__About this exercise__:
Among the lines below, restate word for word only those from the line with "use serde::Deserialize;" through the line with "const DEFAULT_REQUEST_TIMEOUT: Duration", with both end lines kept.
———
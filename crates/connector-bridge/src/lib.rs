//! Bridge connector
//!
//! Spawns a platform bridge process (one per login attempt) and talks to it
//! over stdin/stdout using newline-delimited JSON. The bridge owns the
//! platform wire protocol; this side only correlates requests with
//! responses and fans out live updates.

use std::collections::HashMap;
use std::process::Stdio;
use std::sync::atomic::{AtomicBool, Ordering};
use std::sync::Arc;
use std::time::Duration;

use arc_swap::ArcSwap;
use async_trait::async_trait;
use joinwarden_connector_core::{ClientFactory, PlatformClient, PlatformError};
use joinwarden_protocol::{
    BridgeFrame, BridgeOp, BridgeRequest, ChannelId, ChatDescriptor, CodeToken, EntityRef,
    JoinRequestPage, PageCursor, ParticipantStatus, PasswordCredential, PlatformUpdate, UserId,
};
use serde::de::DeserializeOwned;
use serde::Deserialize;
use serde_json::Value;
use tokio::io::{AsyncBufReadExt, AsyncWriteExt, BufReader};
use tokio::process::Child;
use tokio::sync::{mpsc, oneshot, Mutex};
use tracing::{debug, error, info, warn};

const DEFAULT_REQUEST_TIMEOUT: Duration = Duration::from_secs(30);

type PendingMap = Arc<Mutex<HashMap<String, oneshot::Sender<Result<Value, PlatformError>>>>>;
type Subscribers = Arc<Mutex<Vec<mpsc::Sender<PlatformUpdate>>>>;

/// How to launch the bridge and authenticate the application
#[derive(Debug, Clone)]
pub struct BridgeConfig {
    pub program: String,
    pub args: Vec<String>,
    pub api_id: i32,
    pub api_hash: String,
    pub request_timeout: Duration,
}

impl BridgeConfig {
    pub fn new(program: impl Into<String>, api_id: i32, api_hash: impl Into<String>) -> Self {
        Self {
            program: program.into(),
            args: Vec::new(),
            api_id,
            api_hash: api_hash.into(),
            request_timeout: DEFAULT_REQUEST_TIMEOUT,
        }
    }
}

/// Creates one bridge process per login attempt.
pub struct BridgeClientFactory {
    config: Arc<BridgeConfig>,
}

impl BridgeClientFactory {
    pub fn new(config: BridgeConfig) -> Self {
        Self {
            config: Arc::new(config),
        }
    }
}

#[async_trait]
impl ClientFactory for BridgeClientFactory {
    async fn create(&self) -> Result<Arc<dyn PlatformClient>, PlatformError> {
        let client = BridgeClient::spawn(self.config.clone())?;
        Ok(Arc::new(client))
    }
}

#[derive(Deserialize)]
struct SentCode {
    phone_code_hash: CodeToken,
}

#[derive(Deserialize)]
struct Authorized {
    #[serde(default)]
    session: Option<String>,
}

#[derive(Deserialize)]
struct Me {
    id: UserId,
}

pub struct BridgeClient {
    config: Arc<BridgeConfig>,
    stdin_tx: mpsc::Sender<String>,
    child: Arc<Mutex<Child>>,
    pending: PendingMap,
    subscribers: Subscribers,
    connected: Arc<AtomicBool>,
    session: ArcSwap<String>,
}
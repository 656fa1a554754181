//! Session registry

use std::sync::Arc;

use dashmap::DashMap;
use joinwarden_protocol::UserId;
use tracing::info;

use crate::login::LoginFlow;
use crate::session::Session;
use crate::session_actor::SessionActorHandle;

/// Live session actors keyed by admin identity. Sessions are created on
/// first contact and live until `shutdown_all`.
pub struct SessionRegistry {
    sessions: DashMap<UserId, SessionActorHandle>,
    flow: Arc<LoginFlow>,
}

impl SessionRegistry {
    pub fn new(flow: Arc<LoginFlow>) -> Self {
        Self {
            sessions: DashMap::new(),
            flow,
        }
    }

    /// Get the actor for `admin`, spawning a fresh session on first contact.
    pub fn get_or_create(&self, admin: UserId) -> SessionActorHandle {
        self.sessions
            .entry(admin)
            .or_insert_with(|| {
                info!(
                    component = "registry",
                    event = "registry.session_created",
                    admin_id = %admin,
                    "Session created"
                );
                SessionActorHandle::spawn(Session::new(admin), self.flow.clone())
            })
            .clone()
    }

    pub fn len(&self) -> usize {
        self.sessions.len()
    }

    /// Stop every session, releasing each platform connection. Disconnect
    /// failures are logged by the sessions themselves.
    pub async fn shutdown_all(&self) {
        let handles: Vec<SessionActorHandle> = self
            .sessions
            .iter()
            .map(|entry| entry.value().clone())
            .collect();
        self.sessions.clear();

        info!(
            component = "registry",
            event = "registry.shutdown",
            sessions = handles.len(),
            "Shutting down sessions"
        );
        futures::future::join_all(handles.iter().map(|handle| handle.shutdown())).await;
    }
}
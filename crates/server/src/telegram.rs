//! Telegram Bot API command surface
//!
//! Long-polls the bot for messages from the configured admin and feeds their
//! text into that admin's session actor. Replies and notifications go back
//! out through `send_message`.

use std::future::Future;
use std::sync::Arc;

use async_trait::async_trait;
use joinwarden_protocol::UserId;
use teloxide::prelude::*;
use teloxide::types::ChatId;
use tracing::{debug, error, info};

use crate::state::SessionRegistry;
use crate::surface::{ReplySink, SurfaceError};

/// Sends replies as private bot messages. A user's private chat id equals
/// their user id.
#[derive(Clone)]
pub struct TelegramSurface {
    bot: Bot,
}

impl TelegramSurface {
    pub fn new(bot: Bot) -> Self {
        Self { bot }
    }
}

#[async_trait]
impl ReplySink for TelegramSurface {
    async fn send_text(&self, to: UserId, text: &str) -> Result<(), SurfaceError> {
        self.bot
            .send_message(ChatId(to.get()), text.to_string())
            .await
            .map(|_| ())
            .map_err(|e| SurfaceError::Delivery {
                to,
                reason: e.to_string(),
            })
    }
}

/// Routes inbound bot messages to session actors.
pub struct TelegramFrontend {
    bot: Bot,
    admin: UserId,
    registry: Arc<SessionRegistry>,
}

impl TelegramFrontend {
    pub fn new(bot: Bot, admin: UserId, registry: Arc<SessionRegistry>) -> Self {
        Self {
            bot,
            admin,
            registry,
        }
    }

    /// Dispatch updates until `shutdown` resolves. Fails if the dispatcher
    /// stops on its own first.
    pub async fn run(
        self: Arc<Self>,
        shutdown: impl Future<Output = ()>,
    ) -> anyhow::Result<()> {
        info!(
            component = "telegram",
            event = "telegram.dispatcher_started",
            admin_id = %self.admin,
            "Polling for bot messages"
        );

        let handler = dptree::entry().branch(Update::filter_message().endpoint({
            let frontend = Arc::clone(&self);
            move |msg: Message| {
                let frontend = Arc::clone(&frontend);
                async move {
                    frontend.handle_message(msg).await;
                    respond(())
                }
            }
        }));

        let mut dispatcher = Dispatcher::builder(self.bot.clone(), handler).build();
        until_shutdown(dispatcher.dispatch(), shutdown).await
    }

    async fn handle_message(&self, msg: Message) {
        let from = msg.from.as_ref().map(|user| user.id.0);
        let Some(text) = admin_text(self.admin, from, msg.text()) else {
            debug!(
                component = "telegram",
                event = "telegram.message_ignored",
                from = ?from,
                chat_id = msg.chat.id.0,
                "Ignoring message"
            );
            return;
        };

        self.registry
            .get_or_create(self.admin)
            .handle_text(text)
            .await;
    }
}

/// Drive `dispatch` until `shutdown` resolves.
async fn until_shutdown(
    dispatch: impl Future<Output = ()>,
    shutdown: impl Future<Output = ()>,
) -> anyhow::Result<()> {
    tokio::select! {
        _ = dispatch => {
            error!(
                component = "telegram",
                event = "telegram.dispatcher_stopped",
                "Dispatcher exited without a shutdown signal"
            );
            anyhow::bail!("bot dispatcher stopped unexpectedly")
        }
        _ = shutdown => {
            info!(
                component = "telegram",
                event = "telegram.shutdown_requested",
                "Stopping dispatcher"
            );
            Ok(())
        }
    }
}

/// Text of a message if it came from the admin and carries text.
fn admin_text(admin: UserId, from: Option<u64>, text: Option<&str>) -> Option<String> {
    let from = i64::try_from(from?).ok()?;
    if from != admin.get() {
        return None;
    }
    text.map(str::to_string)
}
use std::path::{Path, PathBuf};
use std::time::{SystemTime, UNIX_EPOCH};

use tracing_appender::non_blocking::WorkerGuard;
use tracing_subscriber::fmt;
use tracing_subscriber::layer::SubscriberExt;
use tracing_subscriber::util::SubscriberInitExt;
use tracing_subscriber::EnvFilter;

const DEFAULT_FILTER: &str = "info,teloxide=warn,reqwest=warn,hyper=warn";
const LOG_FILE: &str = "joinwarden.log";

/// Keeps the file writer flushing; `run_id` tags the process's root span.
pub struct LoggingHandle {
    pub run_id: String,
    _guard: WorkerGuard,
}

/// Create `<data_dir>/logs` and return it.
pub fn prepare_log_dir(data_dir: &Path) -> std::io::Result<PathBuf> {
    let log_dir = data_dir.join("logs");
    std::fs::create_dir_all(&log_dir)?;
    Ok(log_dir)
}

fn filter_from_env() -> EnvFilter {
    std::env::var("JOINWARDEN_LOG_FILTER")
        .ok()
        .and_then(|value| EnvFilter::try_new(value).ok())
        .or_else(|| EnvFilter::try_from_default_env().ok())
        .unwrap_or_else(|| EnvFilter::new(DEFAULT_FILTER))
}

pub fn init_logging(data_dir: &Path) -> anyhow::Result<LoggingHandle> {
    let log_dir = prepare_log_dir(data_dir)?;
    let log_path = log_dir.join(LOG_FILE);

    if std::env::var("JOINWARDEN_TRUNCATE_LOG_ON_START").as_deref() == Ok("1") {
        let _ = std::fs::OpenOptions::new()
            .create(true)
            .write(true)
            .truncate(true)
            .open(&log_path)?;
    }

    let file_appender = tracing_appender::rolling::never(&log_dir, LOG_FILE);
    let (writer, guard) = tracing_appender::non_blocking(file_appender);
    let format = std::env::var("JOINWARDEN_LOG_FORMAT").unwrap_or_else(|_| "json".into());

    let stderr = fmt::layer()
        .with_writer(std::io::stderr)
        .with_target(false)
        .compact();

    let registry = tracing_subscriber::registry()
        .with(filter_from_env())
        .with(stderr);
    if format.eq_ignore_ascii_case("pretty") {
        registry
            .with(
                fmt::layer()
                    .with_writer(writer)
                    .with_ansi(false)
                    .pretty()
                    .with_file(true)
                    .with_line_number(true)
                    .with_target(true),
            )
            .try_init()?;
    } else {
        registry
            .with(
                fmt::layer()
                    .with_writer(writer)
                    .json()
                    .flatten_event(true)
                    .with_file(true)
                    .with_line_number(true)
                    .with_target(true)
                    .with_current_span(true),
            )
            .try_init()?;
    }

    let run_id = std::env::var("JOINWARDEN_RUN_ID").unwrap_or_else(|_| {
        let now = SystemTime::now()
            .duration_since(UNIX_EPOCH)
            .map(|d| d.as_millis())
            .unwrap_or(0);
        format!("pid-{}-{}", std::process::id(), now)
    });

    tracing::info!(
        component = "logging",
        event = "logging.initialized",
        run_id = %run_id,
        log_path = %log_path.display(),
        format = %format,
        filter = %std::env::var("JOINWARDEN_LOG_FILTER")
            .or_else(|_| std::env::var("RUST_LOG"))
            .unwrap_or_else(|_| DEFAULT_FILTER.to_string()),
    );

    Ok(LoggingHandle {
        run_id,
        _guard: guard,
    })
}

#[cfg(test)]
mod tests {
    use super::*;

    #[test]
    fn log_dir_is_created_under_the_data_dir() {
        let data = tempfile::tempdir().unwrap();
        let dir = prepare_log_dir(&data.path().join("nested")).unwrap();

        assert_eq!(dir, data.path().join("nested").join("logs"));
        assert!(dir.is_dir());
        // idempotent
        assert_eq!(prepare_log_dir(&data.path().join("nested")).unwrap(), dir);
    }

    #[test]
    fn default_filter_parses() {
        assert!(EnvFilter::try_new(DEFAULT_FILTER).is_ok());
    }
}
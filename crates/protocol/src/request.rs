//! Server → bridge requests

use serde::{Deserialize, Serialize};

use crate::ids::{ChannelId, UserId};
use crate::types::{CodeToken, EntityRef, PageCursor, PasswordCredential};

/// A single request line written to the bridge's stdin
#[derive(Debug, Clone, Serialize, Deserialize)]
pub struct BridgeRequest {
    pub id: String,
    #[serde(flatten)]
    pub op: BridgeOp,
}

impl BridgeRequest {
    pub fn new(op: BridgeOp) -> Self {
        Self {
            id: crate::new_id(),
            op,
        }
    }
}

/// Operations the bridge performs against the platform
#[derive(Debug, Clone, Serialize, Deserialize)]
#[serde(tag = "op", rename_all = "snake_case")]
pub enum BridgeOp {
    Connect {
        api_id: i32,
        api_hash: String,
        #[serde(skip_serializing_if = "Option::is_none")]
        session: Option<String>,
    },
    Disconnect,
    SendCode {
        phone: String,
    },
    SignIn {
        phone: String,
        phone_code_hash: CodeToken,
        code: String,
    },
    DerivePassword {
        password: String,
    },
    CheckPassword {
        credential: PasswordCredential,
    },
    ExportSession,
    ResolveEntity {
        entity: EntityRef,
    },
    GetMe,
    GetParticipant {
        channel_id: ChannelId,
        user_id: UserId,
    },
    GetJoinRequests {
        channel_id: ChannelId,
        #[serde(skip_serializing_if = "Option::is_none")]
        cursor: Option<PageCursor>,
        limit: u32,
    },
    ApproveJoinRequest {
        channel_id: ChannelId,
        user_id: UserId,
    },
}

impl BridgeOp {
    /// Short name for log fields
    pub fn name(&self) -> &'static str {
        match self {
            BridgeOp::Connect { .. } => "connect",
            BridgeOp::Disconnect => "disconnect",
            BridgeOp::SendCode { .. } => "send_code",
            BridgeOp::SignIn { .. } => "sign_in",
            BridgeOp::DerivePassword { .. } => "derive_password",
            BridgeOp::CheckPassword { .. } => "check_password",
            BridgeOp::ExportSession => "export_session",
            BridgeOp::ResolveEntity { .. } => "resolve_entity",
            BridgeOp::GetMe => "get_me",
            BridgeOp::GetParticipant { .. } => "get_participant",
            BridgeOp::GetJoinRequests { .. } => "get_join_requests",
            BridgeOp::ApproveJoinRequest { .. } => "approve_join_request",
        }
    }
}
———
__Answer to this task__:
use serde::Deserialize;
use serde_json::Value;
use tokio::io::{AsyncBufReadExt, AsyncWriteExt, BufReader};
use tokio::process::Child;
use tokio::sync::{mpsc, oneshot, Mutex};
use tracing::{debug, error, info, warn};

const DEFAULT_REQUEST_TIMEOUT: Duration = Duration::from_secs(30);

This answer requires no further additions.